New Delhi: While hearing in Ayodhya case continued in Supreme Court on Tuesday, the advocate for Ram Lalla Virajman told the apex court that the disputed structure was put in place either on the ruins of the temple or by pulling down the temple. (Also read: ‘Court Should Not go Beyond Faith to See Rationality,’ Says Advocate)
The advocate, CS Vaidyanathan, added that pillar bases found by Archaeological Survey of India establish the existence of a huge structure at the site of Babri Masjid and other evidence reveal that it was a Hindu religious structure.
The submissions were made during the eighth day hearing in the case before a bench headed by Chief Justice Ranjan Gogoi. Vaidyanathan was referring to other archaeological evidence to substantiate the claim that the disputed area indeed had a temple.
The bench hearing the case also comprises justices SA Bobde, DY Chandrachud, Ashok Bhushan and SA Nazeer.
The daily hearing could not be held on Monday as Justice Bobde was not available.
Last week on Friday, Vaidyanathan had advanced his arguments by placing the findings of the report submitted by the ASI to the Allahabad High Court. He had argued that a public space used for worshipping Hindu gods existed at the disputed site and it dated back to the 2nd century BC.

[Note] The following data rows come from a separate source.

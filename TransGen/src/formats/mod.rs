//! XML input formats
//!
//! Serde schemas for the three attribute-based XML inputs and the shared
//! loader that maps filesystem and syntax failures onto [`crate::Error`].
//! The schemas accept every attribute as optional; semantic validation of
//! each entry happens in the registries that consume them.

mod reader;
mod schema;

pub use reader::{parse_xml, read_xml};
pub use schema::{
    HashKeyXml, HashKeysXml, InputTransitionXml, InputTransitionsXml, MapTilesXml,
    StaticTilesXml, TerrainXml, TerrainsXml, TileXml, TransitionTypeXml, TransitionTypesXml,
};

/// Trimmed value of an optional attribute, empty when absent.
pub(crate) fn attr_value(value: Option<&str>) -> &str {
    value.map_or("", str::trim)
}
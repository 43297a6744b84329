//! Serde structures for the XML inputs
//!
//! Root element names are not checked by the deserializer, only the child
//! element and attribute names below.

use serde::Deserialize;

// ==================== terrain.xml ====================

/// `terrain.xml` document: a root element with `Terrain` children.
#[derive(Debug, Default, Deserialize)]
pub struct TerrainsXml {
    #[serde(rename = "Terrain", default)]
    pub terrains: Vec<TerrainXml>,
}

/// A single `<Terrain Name=".." ID=".."/>` entry.
#[derive(Debug, Default, Deserialize)]
pub struct TerrainXml {
    #[serde(rename = "@Name", default)]
    pub name: Option<String>,
    #[serde(rename = "@ID", default)]
    pub id: Option<String>,
}

// ==================== data/transition_types.xml ====================

/// Transition-type registry document.
#[derive(Debug, Default, Deserialize)]
pub struct TransitionTypesXml {
    #[serde(rename = "TransitionType", default)]
    pub transition_types: Vec<TransitionTypeXml>,
}

/// A named transition type with its hashkey patterns. Only the first
/// `<HashKeys>` container is used.
#[derive(Debug, Default, Deserialize)]
pub struct TransitionTypeXml {
    #[serde(rename = "@name", default)]
    pub name: Option<String>,
    #[serde(rename = "HashKeys", default)]
    pub hash_keys: Vec<HashKeysXml>,
}

/// `<HashKeys>` container.
#[derive(Debug, Default, Deserialize)]
pub struct HashKeysXml {
    #[serde(rename = "HashKey", default)]
    pub hash_keys: Vec<HashKeyXml>,
}

/// `<HashKey value=".."/>`
#[derive(Debug, Default, Deserialize)]
pub struct HashKeyXml {
    #[serde(rename = "@value", default)]
    pub value: Option<String>,
}

// ==================== input transitions ====================

/// Input transitions document. Shares the `TransitionType` element name with
/// the registry but describes transition occurrences, not types.
#[derive(Debug, Default, Deserialize)]
pub struct InputTransitionsXml {
    #[serde(rename = "TransitionType", default)]
    pub transitions: Vec<InputTransitionXml>,
}

/// One transition occurrence with its tiles. Only the first container of
/// each kind is used; repeats are kept so they do not fail the document.
#[derive(Debug, Default, Deserialize)]
pub struct InputTransitionXml {
    #[serde(rename = "@Description", default)]
    pub description: Option<String>,
    #[serde(rename = "MapTiles", default)]
    pub map_tiles: Vec<MapTilesXml>,
    #[serde(rename = "StaticTiles", default)]
    pub static_tiles: Vec<StaticTilesXml>,
}

/// `<MapTiles>` container.
#[derive(Debug, Default, Deserialize)]
pub struct MapTilesXml {
    #[serde(rename = "MapTile", default)]
    pub tiles: Vec<TileXml>,
}

/// `<StaticTiles>` container.
#[derive(Debug, Default, Deserialize)]
pub struct StaticTilesXml {
    #[serde(rename = "StaticTile", default)]
    pub tiles: Vec<TileXml>,
}

/// `<MapTile>` or `<StaticTile>` entry.
#[derive(Debug, Default, Deserialize)]
pub struct TileXml {
    #[serde(rename = "@TileID", default)]
    pub tile_id: Option<String>,
    #[serde(rename = "@AltIDMod", default)]
    pub alt_id_mod: Option<String>,
}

He also told the court that nothing of the Muslim faith was excavated at the site. He said that a mosque was built on the ruins of a temple. A total of 14 appeals have been filed in the top court challenging the 2010 Allahabad High Court judgement in the four civil suits on the 2.77 acre disputed land.
This land was divided equally among the three parties — the Sunni Waqf Board, the Nirmohi Akhara and ‘Ram Lalla Virajman’. The Babri Masjid was demolished on December 6, 1992, in Ayodhya.